The horror of the Joplin tornado is the subject of a new documentary film, released nearly 14 years after the twister struck Missouri with cataclysmic force, ripping into a hospital, destroying neighborhoods and killing around 160.
“You see pictures of World War II, the devastation and all that with the bombing,” Kerry Sachetta, then the Joplin High School principal, told The Associated Press on the evening of May 22, 2011, after the school was destroyed.
“That’s really what it looked like,” Sachetta said.
As he spoke that night, fires from gas leaks burned across town. The EF-5 twister, then the single deadliest in six decades, packed winds of 200 mph. At times, it was nearly a mile wide. Left in its wake was a hellscape of crushed cars and shaken residents roaming in search of missing family members. About 7,500 homes were damaged or destroyed.

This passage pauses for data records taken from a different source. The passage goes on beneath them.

//! hidapi transport for a paired Wii Remote.
//!
//! The remote shows up as a hidraw device once BlueZ has connected it. Input
//! reports are read with a short timeout so the bridge loop can notice
//! shutdown; output reports go out through the same handle.

use std::time::Duration;

use anyhow::Context;
use hidapi::{DeviceInfo, HidApi, HidDevice};
use tracing::{info, warn};

use wiimote_bridge::transport::{Address, Transport};

pub const VENDOR_ID: u16 = 0x057E;
pub const PRODUCT_ID_WIIMOTE: u16 = 0x0306;
/// RVL-CNT-01-TR (Wii Remote Plus).
pub const PRODUCT_ID_WIIMOTE_PLUS: u16 = 0x0330;

/// Largest input report the remote sends is 22 bytes.
pub const MAX_REPORT_LEN: usize = 32;
pub const READ_TIMEOUT_MS: i32 = 100;

const OPEN_ATTEMPTS: u32 = 10;
const OPEN_RETRY_DELAY: Duration = Duration::from_millis(500);

fn is_wiimote(info: &DeviceInfo) -> bool {
    info.vendor_id() == VENDOR_ID
        && (info.product_id() == PRODUCT_ID_WIIMOTE || info.product_id() == PRODUCT_ID_WIIMOTE_PLUS)
}

/// BlueZ reports the remote's Bluetooth address as the HID serial number.
fn device_address(info: &DeviceInfo) -> Option<Address> {
    info.serial_number()?.parse().ok()
}

/// Open Wii Remote over hidraw.
pub struct HidTransport {
    device: HidDevice,
}

impl HidTransport {
    /// Open the remote with `address`, or the first remote found.
    ///
    /// Retries a few times, since the hidraw node may appear a moment after
    /// the Bluetooth connection.
    pub fn open(address: Option<Address>) -> anyhow::Result<(Self, Address)> {
        let mut api = HidApi::new().context("could not initialize hidapi")?;

        for attempt in 1..=OPEN_ATTEMPTS {
            let found = api
                .device_list()
                .filter(|d| is_wiimote(d))
                .find(|d| address.is_none() || device_address(d) == address);

            match found {
                Some(info) => {
                    let device = info
                        .open_device(&api)
                        .context("could not open Wii Remote hidraw device")?;
                    let addr = device_address(info).unwrap_or(Address::any());
                    info!("[HID] Opened Wii Remote {addr} ({:04X})", info.product_id());
                    return Ok((Self { device }, addr));
                }
                None if attempt < OPEN_ATTEMPTS => {
                    warn!("[HID] Attempt {attempt}/{OPEN_ATTEMPTS}: no Wii Remote found, retrying...");
                    std::thread::sleep(OPEN_RETRY_DELAY);
                    api.refresh_devices()?;
                }
                None => {}
            }
        }

        match address {
            Some(addr) => anyhow::bail!("Wii Remote {addr} not found after {OPEN_ATTEMPTS} attempts"),
            None => anyhow::bail!("no Wii Remote found after {OPEN_ATTEMPTS} attempts"),
        }
    }

    /// Read one input report. Returns 0 on timeout.
    pub fn read_timeout(&self, buf: &mut [u8], timeout_ms: i32) -> anyhow::Result<usize> {
        self.device
            .read_timeout(buf, timeout_ms)
            .context("Wii Remote read failed")
    }
}

impl Transport for HidTransport {
    fn send(&mut self, _address: &Address, report: &[u8]) -> anyhow::Result<()> {
        self.device
            .write(report)
            .with_context(|| format!("Wii Remote write failed: {report:02X?}"))?;
        Ok(())
    }
}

“The Twister: Caught in the Storm” was released last week by Netflix following a recent spate of deadly storms that have unleashed tornadoes, blinding dust storms and wildfires.
Some of the most startling damage in Joplin was at St. John’s Regional Medical Center, where staff had only moments to hustle patients into the hallway before the 367-bed hospital was knocked off its foundation.
Flying debris blew out windows and disabled the hospital’s exposed generators, causing ventilators to stop working. The winds also scattered X-rays and medical records around 75 miles away.
Five patients and one visitor died in the immediate aftermath. Other patients later died of injuries they suffered in the storm.
On the morning after the storm, Dr. Jim Riscoe told the AP that some members of his emergency room staff showed up after the tornado with injuries of their own but worked through the night anyway.
“It’s a testimony to the human spirit,” Riscoe said, comparing the scene to a nuclear disaster. “Cars had been thrown like playing cards. Power lines were sparking. I couldn’t believe it.”
The building was so badly damaged it had to be razed the following year.
The deaths from the storm were so numerous that a makeshift morgue was set up next to a football stadium in Joplin. Hundreds of others were injured in the city of 53,000.
Among the dead was 18-year-old Will Norton, who was headed home from his high school graduation when he was sucked out of his family’s SUV through the sunroof. His father desperately held on to his legs. Norton’s body was found five days later in a nearby pond.
In the following years, his family kept his room as it was: an open pack of chewing gum, his trademark mismatched socks, his computer and the green screen that helped earn him a YouTube following for his travel chronicles.
“It’s a little comfort to go in there, go back in time and remember how it was,” his father, Mark Norton, said close to the five-year anniversary.